Dans sa conférence, Anca-Maria Cernea a exposé la manière dont le marxisme a œuvré, et œuvre toujours, à la destruction de la famille et de la moralité dans le monde. Elle fait le lien entre cet assaut contre l’ordre naturel voulu par Dieu et le message de Fatima, avertissant que la Russie allait répandre ses erreurs à travers le monde. Pour certains, les propos de Mme Cernea apparaîtront comme sujets à controverse. Mais quoi qu’on en pense, ils méritent d’être écoutés et confrontés à la réalité que nous vivons aujourd’hui : cet effondrement sans précédent, et continu, de la morale sexuelle et familiale dans tant de pays du monde, accompagné d’une mise en cause des réalités les plus fondamentales de l’identité humaine et même de la nature humaine elle-même. Anca-Maria Cernea refuse l’explication, souvent reprise, selon laquelle les aberrations contemporaines ne sont que la mise en œuvre aboutie d’un hyper-libéralisme dont le seul souci est le gain matériel. Elle met ici en mots une analyse qui paraît primordiale dans la lutte contre la culture de mort : cette destruction tous azimuts a pour cible l’ordre divin et le salut éternel des hommes. Face à ce combat livré par « les principautés et les puissances », ce n’est pas une quelconque « décroissance » ni même la (juste) dénonciation de la cupidité humaine qui peuvent suffire, mais la désignation du mal par son nom, et le recours aux armes spirituelles de la prière et de la pénitence.

L’une des meilleures interventions lors du synode sur la famille de 2015, aura été celle de Mgr Fülöp Kocsis, archevêque métropolitain de l’Église gréco-catholique de Hongrie.
Il disait que les attaques contre la famille ne sont pas de simples « défis », ainsi que l’avaient suggéré certains pères synodaux ; et qu’elles ne sont pas non plus expliquées par les facteurs économiques ou sociologiques que présentait le document de travail du synode.
Mgr Fülöp a déclaré que le synode devait clairement affirmer ceci : Ces attaques sont contraires au plan divin, elles proviennent du Malin.Et de citer saint Paul : « Nous avons à combattre, non contre des hommes de chair et de sang, mais contre les principautés et les puissances, contre les princes du monde, c’est-à-dire, de ce siècle ténébreux, contre les esprits de malice répandus dans l’air. » Une autre intervention courageuse a été celle de Mgr Tomash Peta, archevêque du Kazakhstan. Citant Paul VI, il a dit quela « fumée de Satan » pouvait s’apercevoir même dans les discours de certains pères synodaux.
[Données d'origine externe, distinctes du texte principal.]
//! ADB Keyboard Simulator
//!
//! Interactive emulator for the Intel MCS-48 (8048/8049) microcontroller
//! used in late-1980s Apple Desktop Bus keyboards. It single-steps the
//! keyboard's mask-ROM firmware and plays the host side of the ADB
//! protocol against it, which makes the firmware's reaction to host
//! commands observable instruction by instruction.
//!
//! # Architecture
//!
//! - `cpu`: MCS-48 instruction interpreter with cycle counting
//! - `ports`: P1/P2/BUS latches and the T0/T1 test lines
//! - `adb`: ADB host state machine, wired to T1 and a port input bit
//! - `disasm`: standalone disassembler for the full instruction set
//! - `emu`: orchestrator keeping CPU and ADB host in lockstep
//!
//! The CPU and the ADB host communicate only through the T1 line and one
//! bit of an input port. The host is ticked from inside T1-sensitive
//! branch opcodes and after every instruction, so all ADB timing is
//! measured in machine cycles (2.5 us each).

pub mod adb;
pub mod cpu;
pub mod disasm;
pub mod ports;

mod emu;

pub use emu::{Emu, EmuError, MAX_ROM_SIZE};
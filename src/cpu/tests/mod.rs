//! MCS-48 CPU tests
//!
//! Organized into:
//! - instructions.rs: ALU, register, port, and data-movement behavior
//! - control_flow.rs: jumps, calls, the return stack, and cycle counting
//!
//! # References
//! - Intel MCS-48 Family User's Manual

use super::*;
use crate::adb::AdbHost;

mod instructions;

// ========== Test Helpers ==========

/// CPU with the given firmware loaded, plus an idle ADB host to step with
fn with_rom(rom: &[u8]) -> (Cpu, AdbHost) {
    let mut cpu = Cpu::new();
    cpu.load_rom(rom);
    (cpu, AdbHost::new())
}

/// Run `steps` instructions of the given firmware and return the CPU
fn run_steps(rom: &[u8], steps: usize) -> Cpu {
    let (mut cpu, mut adb) = with_rom(rom);
    for _ in 0..steps {
        cpu.step(&mut adb);
    }
    cpu
}
//! MCS-48 PSW bit definitions
//!
//! Bit positions in the program status word. The low three bits are the
//! stack pointer into the on-chip return stack (RAM 0x08-0x17), not flags.
//! Bit 6 is the auxiliary carry, which this core does not model, and bit 5
//! is user flag F0, whose working copy lives in `Cpu::f0`; neither gets a
//! constant here.
//!
//! # References
//! - Intel MCS-48 Family User's Manual

/// Carry flag (bit 7)
pub const CY: u8 = 0b1000_0000;
/// Register bank select (bit 4) - mirrors `Cpu::rb`
pub const BS: u8 = 0b0001_0000;
/// Reserved bit (bit 3) - always reads as 1
pub const RESERVED: u8 = 0b0000_1000;
/// Stack pointer field (bits 2-0)
pub const SP_MASK: u8 = 0b0000_0111;
//! ADB keyboard simulator REPL
//!
//! Loads an 8048/8049 firmware image and drops into a line-oriented
//! debugger: single-step, run to an address, inspect registers and RAM,
//! disassemble, poke state, and arm ADB host transactions. An empty line
//! repeats the previous command.

use std::fs;
use std::io::{self, BufRead, Write};
use std::path::PathBuf;
use std::process;

use clap::Parser;
use env_logger::Env;
use log::{error, warn};

use adbsim::disasm::Disasm;
use adbsim::Emu;

#[derive(Parser)]
#[command(name = "adbsim", version, about = "Interactive MCS-48 emulator for ADB keyboard firmware")]
struct Args {
    /// Path to the 8048/8049 ROM file to process
    #[arg(long = "rom_path", value_name = "ROM_PATH")]
    rom_path: PathBuf,
}

/// Parse an integer in any common base: 0x/0o/0b prefixed or decimal
fn parse_int(s: &str) -> Option<i64> {
    let (negative, body) = match s.strip_prefix('-') {
        Some(rest) => (true, rest),
        None => (false, s),
    };
    let (radix, digits) = if let Some(d) = body.strip_prefix("0x").or_else(|| body.strip_prefix("0X")) {
        (16, d)
    } else if let Some(d) = body.strip_prefix("0o").or_else(|| body.strip_prefix("0O")) {
        (8, d)
    } else if let Some(d) = body.strip_prefix("0b").or_else(|| body.strip_prefix("0B")) {
        (2, d)
    } else {
        (10, body)
    };
    i64::from_str_radix(digits, radix)
        .ok()
        .map(|v| if negative { -v } else { v })
}

fn print_help() {
    println!("step        - execute single instruction");
    println!("si          - execute single instruction");
    println!("until addr  - execute until addr is reached");
    println!("regs        - print internal registers");
    println!("dump        - dump internal memory");
    println!("dasm [A N]  - disassemble N instructions at address A");
    println!("              'dasm' without parameters disassembles one");
    println!("              instruction at PC");
    println!("set X=Y     - change value of register X to Y");
    println!("adb_send X  - send byte X over ADB");
    println!("reset       - reset the CPU, keeping ROM and RAM");
    println!("history     - dump recently executed instructions");
    println!("help        - print this summary");
    println!("quit        - shut down the simulator");
}

fn main() {
    env_logger::Builder::from_env(Env::default().default_filter_or("info"))
        .format_timestamp(None)
        .init();

    let args = Args::parse();

    let rom_data = match fs::read(&args.rom_path) {
        Ok(data) => data,
        Err(err) => {
            error!("cannot read {}: {}", args.rom_path.display(), err);
            process::exit(1);
        }
    };
    println!("ROM file size {} bytes", rom_data.len());

    let mut emu = Emu::new();
    if let Err(err) = emu.load_rom(&rom_data) {
        error!("cannot load ROM: {}", err);
        process::exit(1);
    }

    let dasm = Disasm::new();

    println!("Welcome to the ADB keyboard simulator.");
    println!("Please enter a command or 'help'.");

    let stdin = io::stdin();
    let mut prev_cmd = String::new();

    loop {
        print!("> ");
        let _ = io::stdout().flush();

        let mut line = String::new();
        match stdin.lock().read_line(&mut line) {
            Ok(0) | Err(_) => break, // EOF
            Ok(_) => {}
        }

        let trimmed = line.trim();
        let input = if trimmed.is_empty() {
            if prev_cmd.is_empty() {
                continue;
            }
            prev_cmd.clone()
        } else {
            trimmed.to_string()
        };
        prev_cmd = input.clone();

        let words: Vec<&str> = input.split_whitespace().collect();
        match words[0] {
            "quit" => break,
            "step" | "si" => emu.step(),
            "until" => {
                let addr = match words.get(1).and_then(|w| parse_int(w)) {
                    Some(v) if (0..=0xFFF).contains(&v) => v as u16,
                    _ => {
                        warn!("invalid command syntax");
                        continue;
                    }
                };
                println!("Execute until {:#05X}", addr);
                emu.run_until(addr);
            }
            "regs" => print!("{}", emu.cpu.print_state()),
            "dump" => print!("{}", emu.cpu.dump_ram()),
            "dasm" => match words.len() {
                1 => {
                    let pc = emu.cpu.get_pc();
                    let bytes = [emu.cpu.rom_byte(pc), emu.cpu.rom_byte(pc.wrapping_add(1))];
                    let (text, _) = dasm.dasm_single(pc, &bytes);
                    println!("{}", text);
                }
                2 => warn!("invalid command syntax"),
                _ => {
                    let (addr, count) = match (parse_int(words[1]), parse_int(words[2])) {
                        (Some(a), Some(n)) if (0..=0xFFF).contains(&a) && n >= 0 => {
                            (a as u16, n as usize)
                        }
                        _ => {
                            warn!("invalid command syntax");
                            continue;
                        }
                    };
                    let mut addr = addr;
                    for _ in 0..count {
                        let bytes = [emu.cpu.rom_byte(addr), emu.cpu.rom_byte(addr.wrapping_add(1))];
                        let (text, len) = dasm.dasm_single(addr, &bytes);
                        println!("{}", text);
                        addr = addr.wrapping_add(len as u16);
                    }
                }
            },
            "set" => {
                let assignment = match words.get(1) {
                    Some(w) => w,
                    None => {
                        warn!("invalid command syntax");
                        continue;
                    }
                };
                match assignment.split_once('=') {
                    Some((dst, val_str)) => match parse_int(val_str) {
                        Some(val) => emu.cpu.set_state(&dst.to_uppercase(), val),
                        None => warn!("invalid command syntax"),
                    },
                    None => warn!("invalid command syntax"),
                }
            }
            "adb_send" => match words.get(1).and_then(|w| parse_int(w)) {
                Some(cmd) if (0..=255).contains(&cmd) => emu.adb_send(cmd as u8),
                Some(cmd) => warn!("invalid command byte {:#X}", cmd),
                None => warn!("invalid command syntax"),
            },
            "reset" => emu.reset(),
            "history" => print!("{}", emu.dump_history()),
            "help" => print_help(),
            other => warn!("unknown command: {}", other),
        }
    }
}

#[cfg(test)]
mod tests {
    use super::parse_int;

    #[test]
    fn test_parse_int_bases() {
        assert_eq!(parse_int("42"), Some(42));
        assert_eq!(parse_int("0x2C"), Some(0x2C));
        assert_eq!(parse_int("0X2c"), Some(0x2C));
        assert_eq!(parse_int("0o17"), Some(0o17));
        assert_eq!(parse_int("0b1010"), Some(10));
        assert_eq!(parse_int("-5"), Some(-5));
        assert_eq!(parse_int("zz"), None);
        assert_eq!(parse_int(""), None);
    }
}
Ces deux interventions résument notre problème.
- La guerre contre la famille et la vie humaine innocente est une guerre spirituelle.
- Cette guerre est aujourd’hui livrée à l’intérieur même de l’Église.
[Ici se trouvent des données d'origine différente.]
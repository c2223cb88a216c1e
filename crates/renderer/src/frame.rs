use thiserror::Error;

/// Why a frame could not be rendered.
#[derive(Debug, Error)]
pub enum FrameError {
    /// The renderer was disposed; build a new one before recording again.
    #[error("renderer is disposed")]
    Disposed,
    /// A pass failed while recording or executing. The in-progress graph has
    /// been discarded and the next frame starts from a clean state.
    #[error("frame aborted in pass '{pass}'")]
    Aborted {
        pass: String,
        #[source]
        source: anyhow::Error,
    },
}
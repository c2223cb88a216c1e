use std::sync::Arc;

use anyhow::Result;
use error::{LogReporter, Reporter};
use gfx::{CullingResults, FrameContext, HeadlessBackend, ShaderCatalog, SharedContext};
use glam::{Mat4, Vec3};
use log::{info, warn};
use renderer::{FeatureFlags, FrameError, PipelineConfig, QualityTier, ViewRenderer, VisualPath};
use statistics::RendererStatistics;
use util::SafeUnwrap;
use world::{Light, LightKind, ReflectionProbe, World};

const OUTPUT_WIDTH: u32 = 1280;
const OUTPUT_HEIGHT: u32 = 720;

/// Every shader the demo's pipeline configurations can reference. A real
/// host would fill the catalog from its compiled shader directory.
const SHADERS: &[&str] = &[
    "shaders/src/mesh.vert.hlsl",
    "shaders/src/fullscreen.vert.hlsl",
    "shaders/src/forward_shading.frag.hlsl",
    "shaders/src/gbuffer.frag.hlsl",
    "shaders/src/deferred_shading.frag.hlsl",
    "shaders/src/sky.frag.hlsl",
    "shaders/src/transparent.frag.hlsl",
    "shaders/src/tonemap.frag.hlsl",
    "shaders/src/overlay.vert.hlsl",
    "shaders/src/overlay.frag.hlsl",
    "shaders/src/gizmo.vert.hlsl",
    "shaders/src/gizmo.frag.hlsl",
    "shaders/src/error_material.frag.hlsl",
    "shaders/src/probe_blit.comp.hlsl",
];

/// Headless application driver. Owns the world, the backend and the view
/// renderer, and runs one record→execute cycle per call to
/// [`process_frame`](Self::process_frame).
pub struct Driver {
    world: World,
    reporter: Arc<dyn Reporter>,
    backend: HeadlessBackend,
    renderer: ViewRenderer,
    stats: RendererStatistics,
    frame_index: u32,
    aborted_frames: u32,
}

impl Driver {
    pub fn init() -> Result<Driver> {
        let mut catalog = ShaderCatalog::new();
        for path in SHADERS {
            catalog.register(*path);
        }
        let ctx = SharedContext::new(catalog);
        let backend = HeadlessBackend::new(&ctx);
        let reporter: Arc<dyn Reporter> = Arc::new(LogReporter);

        let config = PipelineConfig {
            path: VisualPath::Deferred,
            tier: QualityTier::Medium,
            flags: FeatureFlags {
                debug_overlay: true,
                editor_gizmos: false,
                error_materials: true,
            },
        };
        let mut renderer = ViewRenderer::new(ctx, config, reporter.clone())?;
        renderer.set_output_resolution(OUTPUT_WIDTH, OUTPUT_HEIGHT)?;
        info!(
            "assembled {:?} pipeline: {}",
            config.path,
            renderer.pass_names().join(" -> ")
        );

        Ok(Driver {
            world: demo_world(),
            reporter,
            backend,
            renderer,
            stats: RendererStatistics::new(),
            frame_index: 0,
            aborted_frames: 0,
        })
    }

    pub fn reporter(&self) -> &dyn Reporter {
        &*self.reporter
    }

    /// Record and execute one frame. An aborted frame is degraded output,
    /// not a crash: the renderer has already discarded the graph and
    /// reported the failure, so the driver counts it and moves on.
    pub fn process_frame(&mut self) -> Result<()> {
        self.stats.new_frame().safe_unwrap();
        let frame = self.frame_context();
        match self
            .renderer
            .record(&mut self.backend, &frame, &self.world, &mut self.stats)
        {
            Ok(()) => {}
            Err(err @ FrameError::Disposed) => return Err(err.into()),
            Err(FrameError::Aborted {
                pass, ..
            }) => {
                warn!("frame {} dropped (pass '{pass}')", self.frame_index);
                self.aborted_frames += 1;
            }
        }
        self.frame_index += 1;
        Ok(())
    }

    pub fn report(&self) {
        info!(
            "{} frames submitted, {} aborted, {} draws, {} dispatches",
            self.backend.frames_submitted(),
            self.aborted_frames,
            self.backend.total_draws(),
            self.backend.total_dispatches(),
        );
        for name in self.stats.section_names() {
            if let Some(average) = self.stats.average_ms(name) {
                info!("  {name}: {average:.3} ms");
            }
        }
    }

    pub fn shutdown(&mut self) {
        self.renderer.dispose();
    }

    /// Build the per-frame context: the camera orbits the scene center and
    /// the culling counts stand in for a visibility pass.
    fn frame_context(&self) -> FrameContext {
        let angle = self.frame_index as f32 * 0.01;
        let eye = Vec3::new(angle.cos() * 30.0, 12.0, angle.sin() * 30.0);
        let view = Mat4::look_at_rh(eye, Vec3::ZERO, Vec3::Y);
        let projection = Mat4::perspective_rh(
            60f32.to_radians(),
            self.renderer.aspect_ratio(),
            0.1,
            1000.0,
        );
        let culling = CullingResults {
            visible_opaque: 48 + self.frame_index % 17,
            visible_transparent: 6 + self.frame_index % 5,
            culled: 13,
        };
        FrameContext::new(0, OUTPUT_WIDTH, OUTPUT_HEIGHT, view, projection, eye, culling)
    }
}

fn demo_world() -> World {
    let mut world = World::new();
    world.lights.push(Light {
        position: Vec3::new(0.0, 40.0, 0.0),
        color: Vec3::new(1.0, 0.95, 0.8),
        intensity: 12.0,
        kind: LightKind::Directional,
    });
    world.lights.push(Light {
        position: Vec3::new(-8.0, 4.0, 3.0),
        color: Vec3::new(0.3, 0.5, 1.0),
        intensity: 5.0,
        kind: LightKind::Point,
    });
    for (index, size) in [128u32, 64, 64, 32, 32, 32].into_iter().enumerate() {
        world.probes.push(ReflectionProbe {
            position: Vec3::new(index as f32 * 10.0 - 25.0, 3.0, 0.0),
            baked_size: size,
        });
    }
    // One broken asset so the error-material sweep has something to show.
    world.failed_materials = 1;
    world
}
//! 2D packing of square baked-texture regions into a shared atlas, so that
//! per-entity data (reflection probes, baked lighting tiles) can be stored
//! contiguously and addressed through a single sampler.

use thiserror::Error;

/// Maximum number of regions one packer instance can lay out in a single
/// call. Scratch storage is sized for this many entries.
pub const MAX_REGIONS: usize = 32;

/// One region to place in the atlas. Identity is the index in the slice
/// handed to the packer: `size` is read-only input, `(x, y)` is written back
/// by the packer.
#[derive(Debug, Copy, Clone, Default, PartialEq, Eq)]
pub struct AtlasRegion {
    pub size: u32,
    pub x: u32,
    pub y: u32,
}

impl AtlasRegion {
    pub fn new(size: u32) -> Self {
        Self {
            size,
            x: 0,
            y: 0,
        }
    }
}

#[derive(Debug, Error, PartialEq, Eq)]
pub enum AtlasError {
    #[error("atlas packer capacity exceeded: {requested} regions requested, capacity is {capacity}")]
    CapacityExceeded {
        requested: usize,
        capacity: usize,
    },
}

/// A breakpoint on the skyline: content left of `x` reaches `height`.
#[derive(Debug, Copy, Clone, PartialEq, Eq)]
struct Breakpoint {
    x: u32,
    height: u32,
}

/// Packs up to [`MAX_REGIONS`] square regions into a bounded square atlas.
///
/// Scratch buffers (sizes, sort order, skyline) are reused across calls on
/// the same instance, so a packer must not be shared between threads; give
/// each concurrent caller its own instance. Dropping the packer releases the
/// scratch storage.
///
/// Neither variant validates that the atlas is large enough for the input
/// set; that is the caller's responsibility.
#[derive(Debug)]
pub struct AtlasPacker {
    sizes: [u32; MAX_REGIONS],
    order: [usize; MAX_REGIONS],
    skyline: Vec<Breakpoint>,
}

impl Default for AtlasPacker {
    fn default() -> Self {
        Self::new()
    }
}

impl AtlasPacker {
    pub fn new() -> Self {
        Self {
            sizes: [0; MAX_REGIONS],
            order: [0; MAX_REGIONS],
            skyline: Vec::with_capacity(MAX_REGIONS),
        }
    }

    /// Place every region with skyline packing, writing `(x, y)` back into
    /// the slice in place, addressed by original index.
    ///
    /// Regions are placed in descending size order along a pen cursor; the
    /// skyline tracks the irregular top edge of placed content so that rows
    /// step down onto earlier, larger items instead of starting flat.
    /// Output x is scaled by `width_multiplier` for non-square footprints;
    /// output y is unscaled.
    pub fn pack(
        &mut self,
        regions: &mut [AtlasRegion],
        atlas_size: u32,
        width_multiplier: u32,
    ) -> Result<(), AtlasError> {
        let count = self.prepare(regions)?;
        self.skyline.clear();

        let mut pen_x = 0u32;
        let mut pen_y = 0u32;
        for &index in &self.order[..count] {
            let size = self.sizes[index];
            regions[index].x = pen_x * width_multiplier;
            regions[index].y = pen_y;
            pen_x += size;

            let height = pen_y + size;
            match self.skyline.last_mut() {
                // Flat run: extend the previous breakpoint instead of
                // growing the skyline.
                Some(last) if last.height == height => last.x = pen_x,
                _ => self.skyline.push(Breakpoint {
                    x: pen_x,
                    height,
                }),
            }

            if pen_x >= atlas_size {
                // The row is full; continue on top of the item that closed
                // it, starting from the remaining skyline edge.
                self.skyline.pop();
                pen_y += size;
                pen_x = self.skyline.last().map_or(0, |breakpoint| breakpoint.x);
            }
        }
        Ok(())
    }

    /// Shelf-packing variant of [`pack`](Self::pack): rows are flat and a
    /// region that would cross the right edge starts a new row. Lower
    /// packing density, used where compaction quality does not matter.
    pub fn simple_pack(
        &mut self,
        regions: &mut [AtlasRegion],
        atlas_size: u32,
        width_multiplier: u32,
    ) -> Result<(), AtlasError> {
        let count = self.prepare(regions)?;

        let mut pen_x = 0u32;
        let mut pen_y = 0u32;
        let mut row_height = 0u32;
        for &index in &self.order[..count] {
            let size = self.sizes[index];
            if pen_x + size > atlas_size {
                pen_x = 0;
                pen_y += row_height;
                row_height = 0;
            }
            regions[index].x = pen_x * width_multiplier;
            regions[index].y = pen_y;
            pen_x += size;
            row_height = row_height.max(size);
        }
        Ok(())
    }

    /// Copy sizes and identity indices into scratch storage and sort the
    /// indices by descending size. Insertion sort: the inputs are small and
    /// usually near-sorted by caller importance, and equal sizes must keep
    /// their original relative order.
    fn prepare(&mut self, regions: &[AtlasRegion]) -> Result<usize, AtlasError> {
        let count = regions.len();
        if count > MAX_REGIONS {
            return Err(AtlasError::CapacityExceeded {
                requested: count,
                capacity: MAX_REGIONS,
            });
        }

        for (index, region) in regions.iter().enumerate() {
            self.sizes[index] = region.size;
            self.order[index] = index;
        }

        for i in 1..count {
            let key = self.order[i];
            let key_size = self.sizes[key];
            let mut j = i;
            while j > 0 && self.sizes[self.order[j - 1]] < key_size {
                self.order[j] = self.order[j - 1];
                j -= 1;
            }
            self.order[j] = key;
        }

        Ok(count)
    }
}

#[cfg(test)]
mod tests {
    use super::{AtlasError, AtlasPacker, AtlasRegion, MAX_REGIONS};

    fn regions(sizes: &[u32]) -> Vec<AtlasRegion> {
        sizes.iter().copied().map(AtlasRegion::new).collect()
    }

    fn positions(regions: &[AtlasRegion]) -> Vec<(u32, u32)> {
        regions.iter().map(|r| (r.x, r.y)).collect()
    }

    fn assert_no_overlap(regions: &[AtlasRegion]) {
        for (i, a) in regions.iter().enumerate() {
            for b in regions.iter().skip(i + 1) {
                let disjoint_x = a.x + a.size <= b.x || b.x + b.size <= a.x;
                let disjoint_y = a.y + a.size <= b.y || b.y + b.size <= a.y;
                assert!(
                    disjoint_x || disjoint_y,
                    "regions {a:?} and {b:?} overlap"
                );
            }
        }
    }

    #[test]
    fn simple_pack_reference_layout() {
        let mut packer = AtlasPacker::new();
        let mut input = regions(&[10, 6, 6, 4]);
        packer.simple_pack(&mut input, 16, 1).unwrap();
        assert_eq!(positions(&input), vec![(0, 0), (10, 0), (0, 10), (6, 10)]);
        assert_no_overlap(&input);
    }

    #[test]
    fn simple_pack_equal_sizes_keep_input_order() {
        let mut packer = AtlasPacker::new();
        let mut input = regions(&[8, 8, 8, 8]);
        packer.simple_pack(&mut input, 16, 1).unwrap();
        assert_eq!(positions(&input), vec![(0, 0), (8, 0), (0, 8), (8, 8)]);
        assert_no_overlap(&input);
    }

    #[test]
    fn simple_pack_contains_and_separates_mixed_sizes() {
        let mut packer = AtlasPacker::new();
        let mut input = regions(&[4, 12, 4, 8, 2, 2, 6]);
        packer.simple_pack(&mut input, 16, 1).unwrap();
        for region in &input {
            assert!(region.x + region.size <= 16, "region {region:?} exceeds atlas");
        }
        assert_no_overlap(&input);
    }

    #[test]
    fn pack_steps_onto_the_skyline() {
        let mut packer = AtlasPacker::new();
        let mut input = regions(&[8, 8, 4, 4, 4, 2, 2]);
        packer.pack(&mut input, 16, 1).unwrap();
        assert_eq!(
            positions(&input),
            vec![
                (0, 0),
                (8, 0),
                (0, 8),
                (4, 8),
                (8, 8),
                (12, 8),
                (14, 8),
            ]
        );
        assert_no_overlap(&input);
    }

    #[test]
    fn pack_scales_x_by_width_multiplier_only() {
        let mut packer = AtlasPacker::new();
        let mut scaled = regions(&[8, 8, 8, 8]);
        let mut unscaled = regions(&[8, 8, 8, 8]);
        packer.pack(&mut scaled, 16, 6).unwrap();
        packer.pack(&mut unscaled, 16, 1).unwrap();
        for (scaled, unscaled) in scaled.iter().zip(&unscaled) {
            assert_eq!(scaled.x, unscaled.x * 6);
            assert_eq!(scaled.y, unscaled.y);
        }
    }

    #[test]
    fn sort_is_stable_for_equal_sizes() {
        // Equal-size regions must be placed in input order: with a full
        // first row, index 2 lands on row two before index 3.
        let mut packer = AtlasPacker::new();
        let mut input = regions(&[6, 6, 6, 6]);
        packer.simple_pack(&mut input, 12, 1).unwrap();
        assert_eq!(positions(&input), vec![(0, 0), (6, 0), (0, 6), (6, 6)]);
    }

    #[test]
    fn descending_sort_places_largest_first() {
        let mut packer = AtlasPacker::new();
        let mut input = regions(&[2, 10, 4]);
        packer.simple_pack(&mut input, 16, 1).unwrap();
        // Largest first: the 10 sits at the origin even though it was the
        // second input.
        assert_eq!(input[1].x, 0);
        assert_eq!(input[1].y, 0);
        assert_no_overlap(&input);
    }

    #[test]
    fn capacity_overflow_is_reported_and_leaves_input_untouched() {
        let mut packer = AtlasPacker::new();
        let mut input = regions(&vec![4; MAX_REGIONS + 1]);
        let before = input.clone();

        let result = packer.pack(&mut input, 1024, 1);
        assert_eq!(
            result,
            Err(AtlasError::CapacityExceeded {
                requested: MAX_REGIONS + 1,
                capacity: MAX_REGIONS,
            })
        );
        assert_eq!(input, before);

        let result = packer.simple_pack(&mut input, 1024, 1);
        assert!(result.is_err());
        assert_eq!(input, before);
    }

    #[test]
    fn full_capacity_packs() {
        let mut packer = AtlasPacker::new();
        let mut input = regions(&vec![8; MAX_REGIONS]);
        packer.simple_pack(&mut input, 64, 1).unwrap();
        assert_no_overlap(&input);
        // 8 per row at width 64: four full rows.
        assert_eq!(input.last().unwrap().y, 24);
    }

    #[test]
    fn scratch_reuse_across_calls() {
        let mut packer = AtlasPacker::new();
        let mut first = regions(&[8, 8, 8, 8]);
        packer.pack(&mut first, 16, 1).unwrap();
        // A second, smaller batch must not see leftovers from the first.
        let mut second = regions(&[4, 4]);
        packer.pack(&mut second, 16, 1).unwrap();
        assert_eq!(positions(&second), vec![(0, 0), (4, 0)]);
    }
}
Comme l’a souligné le philosophe brésilien Olavo de Carvalho, plus souvent qu’à notre tour, hélas, nous entendons aujourd’hui deux types d’homélie dans l’Église : le premier est totalement idéologique, pratiquement en faveur des « principautés et des puissances ». L’autre est dirigé presque exclusivement contre l’immoralité sexuelle, la corruption matérielle, le consumérisme, l’hédonisme et d’autres péchés terrestres – ce qui revient à combattre uniquement « la chair et le sang », et non « les principautés et les puissances ».
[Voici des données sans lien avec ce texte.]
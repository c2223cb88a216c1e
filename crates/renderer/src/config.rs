/// Arrangement of the scene passes.
#[derive(Debug, Copy, Clone, PartialEq, Eq)]
pub enum VisualPath {
    /// Geometry is shaded directly into the scene color target.
    Forward,
    /// Geometry attributes are laid down first, shading happens in a
    /// fullscreen resolve over the gbuffer.
    Deferred,
}

#[derive(Debug, Copy, Clone, PartialEq, Eq)]
pub enum QualityTier {
    Low,
    Medium,
    High,
}

impl QualityTier {
    /// Sample count for the scene geometry pipelines.
    pub fn msaa_samples(self) -> u32 {
        match self {
            QualityTier::Low => 1,
            QualityTier::Medium => 4,
            QualityTier::High => 8,
        }
    }

    /// Edge length of the shared reflection probe atlas, in texels.
    pub fn probe_atlas_size(self) -> u32 {
        match self {
            QualityTier::Low => 512,
            QualityTier::Medium => 1024,
            QualityTier::High => 2048,
        }
    }
}

/// Debug and editor passes appended behind the scene passes.
#[derive(Debug, Copy, Clone, Default, PartialEq, Eq)]
pub struct FeatureFlags {
    pub debug_overlay: bool,
    pub editor_gizmos: bool,
    pub error_materials: bool,
}

/// Selects the pass list a [`ViewRenderer`](crate::ViewRenderer) assembles.
/// Consumed at construction only; changing the configuration means building
/// a new renderer, there is no incremental patching of a live pass list.
#[derive(Debug, Copy, Clone, PartialEq, Eq)]
pub struct PipelineConfig {
    pub path: VisualPath,
    pub tier: QualityTier,
    pub flags: FeatureFlags,
}

impl Default for PipelineConfig {
    fn default() -> Self {
        Self {
            path: VisualPath::Forward,
            tier: QualityTier::Medium,
            flags: FeatureFlags::default(),
        }
    }
}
1. La guerre contre la famille et contre la vie humaine innocente
Lorsqu’on parle de l’assaut contre la famille en Occident, il y a un cliché très répandu selon lequel il a pour cause le consumérisme, l’hédonisme, l’individualisme, et des groupes d’intérêts animés par le désir impitoyable du profit matériel. C’est ce que nous entendons très souvent à l’Église. Cette approche ne vise que la chair et le sang et oublie les esprits mauvais. Le consumérisme et l’individualisme ne sont pas la cause, mais des facteurs favorables. Ils réduisent la résistance morale des personnes et des sociétés. Mais ils ne sont pas la cause. L’attaque contre la famille et la vie humaine fait partie d’une tentative révolutionnaire plus large en vue de redessiner la société humaine et la nature humaine. Sa motivation est spirituelle. C’est une forme de révolte contre Dieu, contre sa loi morale et contre l’ordre de sa Création.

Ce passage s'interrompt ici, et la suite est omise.